For her neighbours in S'tjwetla Section - which Mhlanga calls home - less than a kilometre from where she lives, life is different.

"We have nothing ... we are dying here ... our children are dying and nobody cares," says community leader Joseph Baloyi.

"There is nothing here. No jobs, no life and no hope.

"There on the West Bank they have electricity, brick houses. Here there is none of that. We can't buy proper food because we can't keep it cold.

"Our homes burn down in winter and flood in summer.

"If you don't have a job, living here is a death sentence - sometimes quick but most times slow."

Professor Paul Harrison, of the National Planning Commission, said a feature of South Africa was extreme inequality, with large numbers of people living in conditions more usually found in low-income countries.

"Can you resolve poverty? One has to differentiate between absolute and relative poverty. We can eliminate absolute poverty depending on how we define it ... you can envisage a situation in which no one goes to bed hungry.

"But aspirations come into play. If you have high levels of inequality people see themselves in relation to others and regard themselves as poor.

"The issue of inequality has to be looked at with the issue of poverty.
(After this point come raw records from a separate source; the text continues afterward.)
use chrono::Utc;
use sqlx::SqlitePool;
use tracing::{debug, info};

use crate::db::forum;
use crate::error::AppError;
use crate::ids::generate_id;
use crate::models::{ForumPost, NewPostRequest, NewReplyRequest};

/// Threaded discussion boards. Reads attach one level of replies.
pub struct ForumService {
    db: SqlitePool,
}

impl ForumService {
    pub fn new(db: SqlitePool) -> Self {
        Self { db }
    }

    pub async fn list_posts(&self, forum_id: &str) -> Result<Vec<ForumPost>, AppError> {
        let posts = forum::fetch_top_level_posts(&self.db, forum_id).await?;
        debug!("forum {} has {} top-level posts", forum_id, posts.len());
        Ok(posts)
    }

    pub async fn get_post(&self, id: &str) -> Result<ForumPost, AppError> {
        let mut post = forum::find_post_by_id(&self.db, id)
            .await?
            .ok_or_else(|| AppError::not_found("Forum post"))?;
        post.replies = forum::fetch_replies(&self.db, &post.id).await?;
        Ok(post)
    }

    pub async fn create_post(&self, req: NewPostRequest) -> Result<ForumPost, AppError> {
        let now = Utc::now();
        let post = ForumPost {
            id: generate_id(),
            forum_id: req.forum_id,
            author_id: req.author_id,
            author_name: req.author_name,
            title: req.title,
            content: req.content,
            is_pinned: false,
            replies: Vec::new(),
            parent_id: None,
            created_at: now,
            updated_at: now,
        };
        forum::insert_post(&self.db, &post).await?;
        info!("created post {} in forum {}", post.id, post.forum_id);
        Ok(post)
    }

    /// Replies carry an empty title and the parent's forum id.
    pub async fn create_reply(&self, req: NewReplyRequest) -> Result<ForumPost, AppError> {
        let parent = forum::find_post_by_id(&self.db, &req.post_id)
            .await?
            .ok_or_else(|| AppError::not_found("Forum post"))?;

        let now = Utc::now();
        let reply = ForumPost {
            id: generate_id(),
            forum_id: parent.forum_id,
            author_id: req.author_id,
            author_name: req.author_name,
            title: String::new(),
            content: req.content,
            is_pinned: false,
            replies: Vec::new(),
            parent_id: Some(parent.id),
            created_at: now,
            updated_at: now,
        };
        forum::insert_post(&self.db, &reply).await?;
        info!("reply {} added to post {}", reply.id, req.post_id);
        Ok(reply)
    }
}

#[cfg(test)]
mod tests {
    use super::*;
    use crate::db::memory_pool;

    fn post_request(forum_id: &str, title: &str) -> NewPostRequest {
        NewPostRequest {
            forum_id: forum_id.to_string(),
            title: title.to_string(),
            content: "Hello".to_string(),
            author_id: "student-1".to_string(),
            author_name: "Ada".to_string(),
        }
    }

    fn reply_request(post_id: &str, content: &str) -> NewReplyRequest {
        NewReplyRequest {
            post_id: post_id.to_string(),
            content: content.to_string(),
            author_id: "student-2".to_string(),
            author_name: "Grace".to_string(),
        }
    }

    async fn service() -> ForumService {
        ForumService::new(memory_pool().await.unwrap())
    }

    #[tokio::test]
    async fn test_top_level_posts_with_direct_replies() {
        let service = service().await;
        let first = service.create_post(post_request("forum-1", "first")).await.unwrap();
        let second = service.create_post(post_request("forum-1", "second")).await.unwrap();
        service.create_post(post_request("forum-2", "elsewhere")).await.unwrap();

        let reply = service.create_reply(reply_request(&first.id, "a reply")).await.unwrap();
        service.create_reply(reply_request(&reply.id, "nested")).await.unwrap();

        let posts = service.list_posts("forum-1").await.unwrap();
        assert_eq!(posts.len(), 2);
        assert!(posts.iter().all(|p| p.forum_id == "forum-1" && p.parent_id.is_none()));

        let first_listed = posts.iter().find(|p| p.id == first.id).unwrap();
        assert_eq!(first_listed.replies.len(), 1);
        assert_eq!(first_listed.replies[0].id, reply.id);
        assert!(first_listed.replies[0].replies.is_empty());

        let second_listed = posts.iter().find(|p| p.id == second.id).unwrap();
        assert!(second_listed.replies.is_empty());
    }

    #[tokio::test]
    async fn test_reply_inherits_forum_and_has_no_title() {
        let service = service().await;
        let post = service.create_post(post_request("forum-1", "topic")).await.unwrap();
        assert!(!post.is_pinned);

        let reply = service.create_reply(reply_request(&post.id, "agreed")).await.unwrap();
        assert_eq!(reply.forum_id, "forum-1");
        assert_eq!(reply.parent_id.as_deref(), Some(post.id.as_str()));
        assert!(reply.title.is_empty());

        let loaded = service.get_post(&post.id).await.unwrap();
        assert_eq!(loaded.replies.len(), 1);
    }

    #[tokio::test]
    async fn test_reply_to_missing_post() {
        let service = service().await;
        let err = service.create_reply(reply_request("missing", "hi")).await.unwrap_err();
        assert!(matches!(err, AppError::NotFound(_)));
        assert!(service.get_post("missing").await.is_err());
    }
}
You could have reasonably high incomes, but if your cost of living is high you could still end up poor."


How we stand

Multidimensional poverty index rankings of South Africa:

  • Ranked 47th of 104 countries;
  • Least poor among countries in sub-Saharan Africa;
  • As an upper-middle-income country, South Africa is third worst among upper-middle-income countries. The worst upper-middle income country is Namibia;
  • Poorest provinces are KwaZulu-Natal, Eastern Cape and Limpopo; and
  • The Western Cape and Gauteng are the richest provinces, and are eight times wealthier than the poorest provinces.
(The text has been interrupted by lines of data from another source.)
use sqlx::{Executor, Sqlite, SqlitePool};

use crate::models::{Enrollment, EnrollmentStatus, Grade};

const GRADE_COLUMNS: &str = "id, student_id, student_name, assignment_id, assignment_title, \
    course_id, course_name, score, total_points, letter_grade, feedback, graded_by, graded_at, \
    created_at, updated_at";

const ENROLLMENT_COLUMNS: &str = "id, student_id, course_id, enrolled_at, status, progress, \
    last_accessed, created_at, updated_at";

pub async fn fetch_grades(db: &SqlitePool) -> Result<Vec<Grade>, sqlx::Error> {
    sqlx::query_as::<_, Grade>(&format!(
        "SELECT {GRADE_COLUMNS} FROM grades ORDER BY graded_at, id"
    ))
    .fetch_all(db)
    .await
}

pub async fn fetch_grades_by_student(
    db: &SqlitePool,
    student_id: &str,
) -> Result<Vec<Grade>, sqlx::Error> {
    sqlx::query_as::<_, Grade>(&format!(
        "SELECT {GRADE_COLUMNS} FROM grades WHERE student_id = ? ORDER BY graded_at, id"
    ))
    .bind(student_id)
    .fetch_all(db)
    .await
}

pub async fn insert_grade<'e, E>(db: E, grade: &Grade) -> Result<(), sqlx::Error>
where
    E: Executor<'e, Database = Sqlite>,
{
    sqlx::query(&format!(
        "INSERT INTO grades ({GRADE_COLUMNS}) \
         VALUES (?, ?, ?, ?, ?, ?, ?, ?, ?, ?, ?, ?, ?, ?, ?)"
    ))
    .bind(&grade.id)
    .bind(&grade.student_id)
    .bind(&grade.student_name)
    .bind(&grade.assignment_id)
    .bind(&grade.assignment_title)
    .bind(&grade.course_id)
    .bind(&grade.course_name)
    .bind(grade.score)
    .bind(grade.total_points)
    .bind(&grade.letter_grade)
    .bind(&grade.feedback)
    .bind(&grade.graded_by)
    .bind(grade.graded_at)
    .bind(grade.created_at)
    .bind(grade.updated_at)
    .execute(db)
    .await?;
    Ok(())
}

pub async fn fetch_enrollments(db: &SqlitePool) -> Result<Vec<Enrollment>, sqlx::Error> {
    sqlx::query_as::<_, Enrollment>(&format!(
        "SELECT {ENROLLMENT_COLUMNS} FROM enrollments ORDER BY enrolled_at, id"
    ))
    .fetch_all(db)
    .await
}

pub async fn fetch_enrollments_by_student(
    db: &SqlitePool,
    student_id: &str,
) -> Result<Vec<Enrollment>, sqlx::Error> {
    sqlx::query_as::<_, Enrollment>(&format!(
        "SELECT {ENROLLMENT_COLUMNS} FROM enrollments WHERE student_id = ? ORDER BY enrolled_at, id"
    ))
    .bind(student_id)
    .fetch_all(db)
    .await
}

pub async fn find_enrollment_by_id(
    db: &SqlitePool,
    id: &str,
) -> Result<Option<Enrollment>, sqlx::Error> {
    sqlx::query_as::<_, Enrollment>(&format!(
        "SELECT {ENROLLMENT_COLUMNS} FROM enrollments WHERE id = ?"
    ))
    .bind(id)
    .fetch_optional(db)
    .await
}

pub async fn count_active_enrollments<'e, E>(
    db: E,
    course_id: &str,
    student_id: Option<&str>,
) -> Result<i64, sqlx::Error>
where
    E: Executor<'e, Database = Sqlite>,
{
    sqlx::query_scalar::<_, i64>(
        r#"
        SELECT COUNT(*) FROM enrollments
        WHERE course_id = ?1 AND status = ?2 AND (?3 IS NULL OR student_id = ?3)
        "#,
    )
    .bind(course_id)
    .bind(EnrollmentStatus::Active)
    .bind(student_id)
    .fetch_one(db)
    .await
}

pub async fn insert_enrollment<'e, E>(db: E, enrollment: &Enrollment) -> Result<(), sqlx::Error>
where
    E: Executor<'e, Database = Sqlite>,
{
    sqlx::query(&format!(
        "INSERT INTO enrollments ({ENROLLMENT_COLUMNS}) VALUES (?, ?, ?, ?, ?, ?, ?, ?, ?)"
    ))
    .bind(&enrollment.id)
    .bind(&enrollment.student_id)
    .bind(&enrollment.course_id)
    .bind(enrollment.enrolled_at)
    .bind(enrollment.status)
    .bind(enrollment.progress)
    .bind(enrollment.last_accessed)
    .bind(enrollment.created_at)
    .bind(enrollment.updated_at)
    .execute(db)
    .await?;
    Ok(())
}

pub async fn update_enrollment(db: &SqlitePool, enrollment: &Enrollment) -> Result<bool, sqlx::Error> {
    let result = sqlx::query(
        r#"
        UPDATE enrollments
        SET status = ?, progress = ?, last_accessed = ?, updated_at = ?
        WHERE id = ?
        "#,
    )
    .bind(enrollment.status)
    .bind(enrollment.progress)
    .bind(enrollment.last_accessed)
    .bind(enrollment.updated_at)
    .bind(&enrollment.id)
    .execute(db)
    .await?;
    Ok(result.rows_affected() > 0)
}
Poverty of ideas perpetuates inequality

"Understanding that job creation, housing and access to services will help alleviate poverty is vital."

For Professor Philip Harrison, national planning commissioner and holder of the chair in development planning and modelling research at Wits University, the failure to act effectively on these factors explains why South Africa is struggling to overcome poverty.

"There is an understanding that there is a national crisis around poverty.

"But we have a poverty of imagination ... a poverty in finding solutions when we face a crisis in mass youth unemployment and struggle to build a consensus on what to do about it."

He said that though inroads had been made into dealing with poverty, with grants making a big impact at the bottom end of society, they had failed in some circumstances.

"We've failed to lift the masses to what we regard as a reasonable quality of life. There is extreme inequality, with large numbers of people living in conditions usually found in low-income countries."

Corruption greatly retards the government's efficiency.

"Anything that makes it difficult to produce jobs and deliver services diminishes our capability to address poverty."

The Carnegie3 conference report - a document that posits ways of overcoming poverty and inequality, released last week by the University of Cape Town - points to huge societal inequalities.

It shows that this country has one of the most "unequal societies in the world", with inequality, especially among the poor, having become worse over the past 15 years.

"South Africa compares unfavourably with virtually all other countries.

"Inequality has got worse ... because of widening inequality within previously disadvantaged groups, not between black and white."